[[ Data, beginning ]]

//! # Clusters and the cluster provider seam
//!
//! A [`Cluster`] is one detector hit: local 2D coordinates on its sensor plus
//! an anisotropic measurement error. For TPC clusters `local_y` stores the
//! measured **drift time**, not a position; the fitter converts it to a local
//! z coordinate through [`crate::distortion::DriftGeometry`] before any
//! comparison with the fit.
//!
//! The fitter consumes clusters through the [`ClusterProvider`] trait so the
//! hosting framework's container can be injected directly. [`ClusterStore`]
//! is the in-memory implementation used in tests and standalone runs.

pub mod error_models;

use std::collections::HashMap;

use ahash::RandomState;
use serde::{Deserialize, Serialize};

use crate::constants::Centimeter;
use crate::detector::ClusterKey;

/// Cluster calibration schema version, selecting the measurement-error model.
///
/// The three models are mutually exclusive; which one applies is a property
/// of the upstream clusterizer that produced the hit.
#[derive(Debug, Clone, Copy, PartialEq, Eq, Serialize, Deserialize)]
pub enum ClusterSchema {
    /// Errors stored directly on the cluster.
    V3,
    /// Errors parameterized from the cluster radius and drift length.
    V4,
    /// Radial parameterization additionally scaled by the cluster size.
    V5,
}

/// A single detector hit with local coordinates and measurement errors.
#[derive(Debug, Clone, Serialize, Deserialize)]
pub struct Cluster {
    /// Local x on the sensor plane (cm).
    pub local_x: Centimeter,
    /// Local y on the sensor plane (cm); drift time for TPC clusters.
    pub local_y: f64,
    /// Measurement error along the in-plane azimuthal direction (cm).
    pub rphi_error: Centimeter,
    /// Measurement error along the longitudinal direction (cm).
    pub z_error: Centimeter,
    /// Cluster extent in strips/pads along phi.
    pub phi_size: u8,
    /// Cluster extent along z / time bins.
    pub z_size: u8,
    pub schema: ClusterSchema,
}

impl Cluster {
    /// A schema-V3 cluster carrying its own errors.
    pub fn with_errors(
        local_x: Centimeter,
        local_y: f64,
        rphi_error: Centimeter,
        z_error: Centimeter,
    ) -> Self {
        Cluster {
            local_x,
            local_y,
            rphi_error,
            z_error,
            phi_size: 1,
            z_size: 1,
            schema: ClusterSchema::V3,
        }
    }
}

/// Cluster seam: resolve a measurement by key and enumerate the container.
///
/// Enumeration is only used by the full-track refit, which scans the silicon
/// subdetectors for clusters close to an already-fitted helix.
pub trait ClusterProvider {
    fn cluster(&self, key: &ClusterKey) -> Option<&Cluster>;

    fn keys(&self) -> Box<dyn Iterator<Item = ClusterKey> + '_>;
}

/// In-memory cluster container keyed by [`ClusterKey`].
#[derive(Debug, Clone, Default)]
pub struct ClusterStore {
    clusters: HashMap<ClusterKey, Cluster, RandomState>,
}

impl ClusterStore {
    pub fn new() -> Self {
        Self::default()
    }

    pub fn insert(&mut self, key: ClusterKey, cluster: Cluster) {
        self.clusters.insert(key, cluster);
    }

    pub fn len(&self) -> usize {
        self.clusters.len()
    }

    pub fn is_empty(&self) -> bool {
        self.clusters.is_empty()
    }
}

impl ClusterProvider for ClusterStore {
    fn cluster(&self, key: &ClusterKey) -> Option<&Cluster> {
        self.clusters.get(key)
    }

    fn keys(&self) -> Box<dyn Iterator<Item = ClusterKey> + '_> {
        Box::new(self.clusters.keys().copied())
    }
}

[[ Data, end ]]

# About this task
Each of the records shown above needs to be repeated exactly.

# Written solution
//! # Clusters and the cluster provider seam
//!
//! A [`Cluster`] is one detector hit: local 2D coordinates on its sensor plus
//! an anisotropic measurement error. For TPC clusters `local_y` stores the
//! measured **drift time**, not a position; the fitter converts it to a local
//! z coordinate through [`crate::distortion::DriftGeometry`] before any
//! comparison with the fit.
//!
//! The fitter consumes clusters through the [`ClusterProvider`] trait so the
//! hosting framework's container can be injected directly. [`ClusterStore`]
//! is the in-memory implementation used in tests and standalone runs.

pub mod error_models;

use std::collections::HashMap;

use ahash::RandomState;
use serde::{Deserialize, Serialize};

use crate::constants::Centimeter;
use crate::detector::ClusterKey;

/// Cluster calibration schema version, selecting the measurement-error model.
///
/// The three models are mutually exclusive; which one applies is a property
/// of the upstream clusterizer that produced the hit.
#[derive(Debug, Clone, Copy, PartialEq, Eq, Serialize, Deserialize)]
pub enum ClusterSchema {
    /// Errors stored directly on the cluster.
    V3,
    /// Errors parameterized from the cluster radius and drift length.
    V4,
    /// Radial parameterization additionally scaled by the cluster size.
    V5,
}

/// A single detector hit with local coordinates and measurement errors.
#[derive(Debug, Clone, Serialize, Deserialize)]
pub struct Cluster {
    /// Local x on the sensor plane (cm).
    pub local_x: Centimeter,
    /// Local y on the sensor plane (cm); drift time for TPC clusters.
    pub local_y: f64,
    /// Measurement error along the in-plane azimuthal direction (cm).
    pub rphi_error: Centimeter,
    /// Measurement error along the longitudinal direction (cm).
    pub z_error: Centimeter,
    /// Cluster extent in strips/pads along phi.
    pub phi_size: u8,
    /// Cluster extent along z / time bins.
    pub z_size: u8,
    pub schema: ClusterSchema,
}

impl Cluster {
    /// A schema-V3 cluster carrying its own errors.
    pub fn with_errors(
        local_x: Centimeter,
        local_y: f64,
        rphi_error: Centimeter,
        z_error: Centimeter,
    ) -> Self {
        Cluster {
            local_x,
            local_y,
            rphi_error,
            z_error,
            phi_size: 1,
            z_size: 1,
            schema: ClusterSchema::V3,
        }
    }
}

/// Cluster seam: resolve a measurement by key and enumerate the container.
///
/// Enumeration is only used by the full-track refit, which scans the silicon
/// subdetectors for clusters close to an already-fitted helix.
pub trait ClusterProvider {
    fn cluster(&self, key: &ClusterKey) -> Option<&Cluster>;

    fn keys(&self) -> Box<dyn Iterator<Item = ClusterKey> + '_>;
}

/// In-memory cluster container keyed by [`ClusterKey`].
#[derive(Debug, Clone, Default)]
pub struct ClusterStore {
    clusters: HashMap<ClusterKey, Cluster, RandomState>,
}

impl ClusterStore {
    pub fn new() -> Self {
        Self::default()
    }

    pub fn insert(&mut self, key: ClusterKey, cluster: Cluster) {
        self.clusters.insert(key, cluster);
    }

    pub fn len(&self) -> usize {
        self.clusters.len()
    }

    pub fn is_empty(&self) -> bool {
        self.clusters.is_empty()
    }
}

impl ClusterProvider for ClusterStore {
    fn cluster(&self, key: &ClusterKey) -> Option<&Cluster> {
        self.clusters.get(key)
    }

    fn keys(&self) -> Box<dyn Iterator<Item = ClusterKey> + '_> {
        Box::new(self.clusters.keys().copied())
    }
}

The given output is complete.